Londoners risk tax raid as Sadiq Khan grapples with tube funding crisis Business

TfL bosses are stuck in talks with the government over a long-term bailout deal worth £ 15.8 billion. Ministers have already distributed more than £ 3 billion to keep services running in the capital over the past year.

Sadiq Khan has threatened to charge drivers up to £ 5.50 a day to enter Greater London to cover the shortfall unless he is allowed to keep the road tax collected in the capital. Both options were rejected by Transport Secretary Grant Shapps, who said earlier this year: “I don’t think he can just plunder the national budget.”

With town hall and Westminster unable to come to an agreement before a pre-election communications blackout began last week, Mr Shapps has proposed a seven-week extension of current central government funding which runs out on March 31.

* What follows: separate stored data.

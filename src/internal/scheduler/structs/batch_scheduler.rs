//! 批次调度器
//!
//! 把清单切成至多 `max_concurrency` 个条目的批次并发下载，任何时刻在途的下载数都不超过
//! `max_concurrency`，这是针对托管方限流的准入控制。
//!
//! ## 放行方式
//!
//! - **整批放行**（[`SchedulingMode::Batched`]）：取 `manifest[i..i + max]` 为一批，全部结束后
//!   等待 `inter_batch_delay`，再放行下一批
//! - **连续放行**（[`SchedulingMode::Pipelined`]）：信号量控制名额，任一任务结束即放行下一个；
//!   每放行 `max_concurrency` 个任务后同样等待一次 `inter_batch_delay`
//!
//! ## 失败处理
//!
//! 单个任务失败不会取消同批的其它任务。[`ErrorPolicy::Continue`] 下继续跑完整个清单；
//! [`ErrorPolicy::AbortOnFirstError`] 下不再放行新任务，已在途的任务照常结束。
//!
//! ## 内部实现说明
//!
//! - `run_task` 子模块：单个任务的完整流程（建目录、下载、计数、可选清理）
//! - `batched` / `pipelined` 子模块：两种放行方式

mod batched;
mod pipelined;
mod run_task;

use std::ops::Range;
use std::path::PathBuf;
use std::sync::atomic::AtomicBool;
use std::sync::Arc;

use tokio::sync::OwnedSemaphorePermit;
use tokio::task::JoinHandle;

use crate::internal::fetcher::structs::{FetchError, FileFetcher};
use crate::internal::site_file::structs::ManifestEntry;

use super::scheduler_config::{SchedulerConfig, SchedulingMode};
use super::task_outcome::{SchedulerReport, TaskOutcome};

pub struct BatchScheduler {
    pub(crate) fetcher: FileFetcher,
    pub(crate) root: Arc<PathBuf>,
    pub(crate) config: SchedulerConfig,
}

impl BatchScheduler {
    pub fn new(
        fetcher: FileFetcher,
        root: impl Into<PathBuf>,
        config: SchedulerConfig,
    ) -> Self {
        Self {
            fetcher,
            root: Arc::new(root.into()),
            config: config.normalized(),
        }
    }

    pub fn config(&self) -> &SchedulerConfig {
        &self.config
    }

    /// 下载整份清单，全部任务进入终态后返回。
    pub async fn run_all(&self, manifest: &[ManifestEntry]) -> SchedulerReport {
        if manifest.is_empty() {
            return SchedulerReport::default();
        }

        tracing::info!(
            files = manifest.len(),
            max_concurrency = self.config.max_concurrency,
            delay_ms = self.config.inter_batch_delay.as_millis() as u64,
            mode = ?self.config.mode,
            "开始调度下载"
        );

        let report = match self.config.mode {
            SchedulingMode::Batched => batched::run(self, manifest).await,
            SchedulingMode::Pipelined => pipelined::run(self, manifest).await,
        };

        tracing::info!(
            succeeded = report.succeeded(),
            failed = report.failed(),
            not_admitted = report.not_admitted,
            "调度结束"
        );

        report
    }

    /// 批次间等待；间隔为 0 时不等待。
    async fn pause_between_batches(&self) {
        let delay = self.config.inter_batch_delay;
        if !delay.is_zero() {
            tracing::debug!(delay_ms = delay.as_millis() as u64, "批次间等待");
            tokio::time::sleep(delay).await;
        }
    }

    fn spawn_task(
        &self,
        index: usize,
        entry: &ManifestEntry,
        failed_flag: &Arc<AtomicBool>,
        permit: Option<OwnedSemaphorePermit>,
    ) -> JoinHandle<TaskOutcome> {
        tokio::spawn(run_task::run_task(run_task::RunTaskParams {
            index,
            entry: entry.clone(),
            fetcher: self.fetcher.clone(),
            root: Arc::clone(&self.root),
            cleanup_partial_files: self.config.cleanup_partial_files,
            failed_flag: Arc::clone(failed_flag),
            permit,
        }))
    }

    /// 等待单个任务句柄；任务 panic 时记为该条目失败，不影响整体。
    async fn settle(
        &self,
        index: usize,
        entry: &ManifestEntry,
        handle: JoinHandle<TaskOutcome>,
    ) -> TaskOutcome {
        match handle.await {
            Ok(outcome) => outcome,
            Err(join_err) => {
                tracing::error!(path = %entry.path, "下载任务异常退出: {join_err}");
                self.fetcher.progress().file_failed();
                TaskOutcome {
                    index,
                    source_path: entry.path.clone(),
                    destination_path: None,
                    bytes_received: 0,
                    result: Err(FetchError::TaskJoin(join_err)),
                }
            }
        }
    }
}

/// 按 `max_concurrency` 切分批次，返回每批在清单中的下标区间。
pub fn plan_batches(len: usize, max_concurrency: usize) -> Vec<Range<usize>> {
    let step = max_concurrency.max(1);
    (0..len)
        .step_by(step)
        .map(|start| start..(start + step).min(len))
        .collect()
}
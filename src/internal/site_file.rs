//! 站点文件领域：清单记录、下载任务，以及从扁平路径还原目录结构。

pub mod functions;
pub mod structs;
//! Netlify 接入测试：认证头、清单拉取、文件流、异常状态、本地授权回调。
//!
//! 用 httpmock 在本地模拟 API，不访问真实服务。

use std::time::Duration;

use futures_util::StreamExt;
use httpmock::prelude::*;
use serde_json::json;
use tempfile::TempDir;

use crate::fetcher::{FetchError, FileSource};
use crate::netlify::constants::RAW_FILE_CONTENT_TYPE;
use crate::netlify::functions::list_site_files;
use crate::netlify::structs::{
    AuthError, CallbackServer, ManifestFetchError, NetlifyAuth, NetlifyFileSource,
};
use crate::scheduler::SchedulerConfig;
use crate::site_file::ManifestEntry;
use crate::{prepare_site_download, SiteDownloadParams};

fn auth_for(server: &MockServer) -> NetlifyAuth {
    NetlifyAuth::with_api_base("tok-123", &server.url("/api/v1")).unwrap()
}

#[test]
fn auth_hides_token_and_compares_by_fingerprint() {
    let a = NetlifyAuth::new("secret-token").unwrap();
    let b = NetlifyAuth::with_api_base("secret-token", "http://localhost:1/api").unwrap();
    let c = NetlifyAuth::new("other-token").unwrap();

    assert!(!format!("{a:?}").contains("secret-token"));
    assert!(a.eq_only_token(&b));
    assert_ne!(a, b);
    assert_ne!(a, c);
    assert_eq!(b.api_base.as_str(), "http://localhost:1/api/");
    assert!(matches!(NetlifyAuth::new("  "), Err(AuthError::EmptyToken)));
}

#[test]
fn file_url_encodes_each_segment() {
    let auth = NetlifyAuth::with_api_base("t", "https://api.example.com/api/v1/").unwrap();
    let source = NetlifyFileSource::new(auth, "site-1");

    let url = source.file_url("/img/my file#1.png").unwrap();
    assert_eq!(
        url.as_str(),
        "https://api.example.com/api/v1/sites/site-1/files/img/my%20file%231.png"
    );
}

#[tokio::test]
async fn list_site_files_sends_bearer_and_parses_records() {
    let server = MockServer::start_async().await;
    let mock = server
        .mock_async(|when, then| {
            when.method(GET)
                .path("/api/v1/sites/site-1/files")
                .header("authorization", "Bearer tok-123");
            then.status(200).json_body(json!([
                {"id": "a", "path": "/index.html", "sha": "x", "size": 12},
                {"id": "b", "path": "/css/site.css", "size": 5}
            ]));
        })
        .await;

    let entries = list_site_files(&auth_for(&server), "site-1").await.unwrap();

    mock.assert_async().await;
    assert_eq!(
        entries,
        vec![
            ManifestEntry::new("/index.html", 12),
            ManifestEntry::new("/css/site.css", 5),
        ]
    );
}

#[tokio::test]
async fn list_site_files_reports_status() {
    let server = MockServer::start_async().await;
    server
        .mock_async(|when, then| {
            when.method(GET).path("/api/v1/sites/site-1/files");
            then.status(401).body("unauthorized");
        })
        .await;

    let err = list_site_files(&auth_for(&server), "site-1").await.unwrap_err();
    match err {
        ManifestFetchError::Status { status, body } => {
            assert_eq!(status, 401);
            assert_eq!(body, "unauthorized");
        }
        other => panic!("预期 Status，得到 {other:?}"),
    }
}

#[tokio::test]
async fn file_source_streams_body_with_raw_content_type() {
    let server = MockServer::start_async().await;
    let mock = server
        .mock_async(|when, then| {
            when.method(GET)
                .path("/api/v1/sites/site-1/files/css/site.css")
                .header("authorization", "Bearer tok-123")
                .header("content-type", RAW_FILE_CONTENT_TYPE);
            then.status(200).body("body{}");
        })
        .await;

    let source = NetlifyFileSource::new(auth_for(&server), "site-1");
    let mut stream = source.open("/css/site.css").await.unwrap();
    let mut body = Vec::new();
    while let Some(chunk) = stream.next().await {
        body.extend_from_slice(&chunk.unwrap());
    }

    mock.assert_async().await;
    assert_eq!(body, b"body{}");
}

#[tokio::test]
async fn file_source_maps_non_success_to_status_error() {
    let server = MockServer::start_async().await;
    server
        .mock_async(|when, then| {
            when.method(GET).path("/api/v1/sites/site-1/files/gone.txt");
            then.status(404);
        })
        .await;

    let source = NetlifyFileSource::new(auth_for(&server), "site-1");
    let err = match source.open("gone.txt").await {
        Err(e) => e,
        Ok(_) => panic!("预期失败"),
    };
    assert!(matches!(err, FetchError::Status { status: 404, .. }));
}

#[tokio::test]
async fn prepared_download_fetches_every_listed_file() {
    let server = MockServer::start_async().await;
    server
        .mock_async(|when, then| {
            when.method(GET).path("/api/v1/sites/site-1/files");
            then.status(200).json_body(json!([
                {"path": "/index.html", "size": 5},
                {"path": "/js/app.js", "size": 3}
            ]));
        })
        .await;
    server
        .mock_async(|when, then| {
            when.method(GET).path("/api/v1/sites/site-1/files/index.html");
            then.status(200).body("hello");
        })
        .await;
    server
        .mock_async(|when, then| {
            when.method(GET).path("/api/v1/sites/site-1/files/js/app.js");
            then.status(200).body("a()");
        })
        .await;

    let tmp = TempDir::new().unwrap();
    let orchestrator = prepare_site_download(
        &auth_for(&server),
        SiteDownloadParams {
            site_id: "site-1".to_string(),
            downloads_root: tmp.path().to_path_buf(),
            scheduler: SchedulerConfig {
                inter_batch_delay: Duration::ZERO,
                ..Default::default()
            },
        },
    )
    .await
    .unwrap();
    assert_eq!(orchestrator.manifest().len(), 2);

    let summary = orchestrator.run().await.unwrap();

    assert!(summary.is_clean());
    assert_eq!(summary.total_bytes_received, 8);
    let site_dir = tmp.path().join("site-1");
    assert_eq!(std::fs::read_to_string(site_dir.join("index.html")).unwrap(), "hello");
    assert_eq!(std::fs::read_to_string(site_dir.join("js/app.js")).unwrap(), "a()");
}

#[tokio::test]
async fn callback_server_serves_page_and_returns_token() {
    let server = CallbackServer::bind(0).await.unwrap();
    let port = server.local_addr().port();
    assert_eq!(
        server.redirect_uri(),
        format!("http://localhost:{port}/callback.html")
    );

    let authorize_url = server.authorize_url("client-9").unwrap();
    let query = authorize_url.query().unwrap();
    assert!(query.contains("response_type=token"));
    assert!(query.contains("client_id=client-9"));

    let page = reqwest::get(format!("http://127.0.0.1:{port}/callback.html"))
        .await
        .unwrap()
        .text()
        .await
        .unwrap();
    assert!(page.contains("/callback?"));

    let reply = reqwest::get(format!("http://127.0.0.1:{port}/callback?access_token=abc&token_type=Bearer"))
        .await
        .unwrap();
    assert!(reply.status().is_success());

    let token = server.wait_for_token(Duration::from_secs(5)).await.unwrap();
    assert_eq!(token, "abc");
}

#[tokio::test]
async fn callback_without_token_fails() {
    let server = CallbackServer::bind(0).await.unwrap();
    let port = server.local_addr().port();

    reqwest::get(format!("http://127.0.0.1:{port}/callback?error=access_denied"))
        .await
        .unwrap();

    let err = server.wait_for_token(Duration::from_secs(5)).await.unwrap_err();
    assert!(matches!(err, AuthError::MissingToken));
}

#[tokio::test]
async fn callback_wait_times_out() {
    let server = CallbackServer::bind(0).await.unwrap();
    let err = server
        .wait_for_token(Duration::from_millis(50))
        .await
        .unwrap_err();
    assert!(matches!(err, AuthError::Timeout(_)));
}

Mr Khan, the frontrunner to be re-elected for another four years in May, has regularly clashed with Boris Johnson over the alarming state of TfL’s finances last year. The Prime Minister said Mr Khan had bankrupted TfL’s finances. In response, the mayor – who froze tariffs for four years starting in 2016 – said Mr Johnson’s remarks were a “blatant lie”.

Tony Travers of the London School of Economics presented a number of options for putting TfL back on a stronger financial footing. He said: “Most likely is some kind of permanent tax solution that should be found.”

Mr Travers said another option is a substantial reduction in services, but added that cutting public transport would contradict the government’s climate change commitments to reduce car use. A third option to increase tariffs more sharply would also contradict the country’s green ambitions.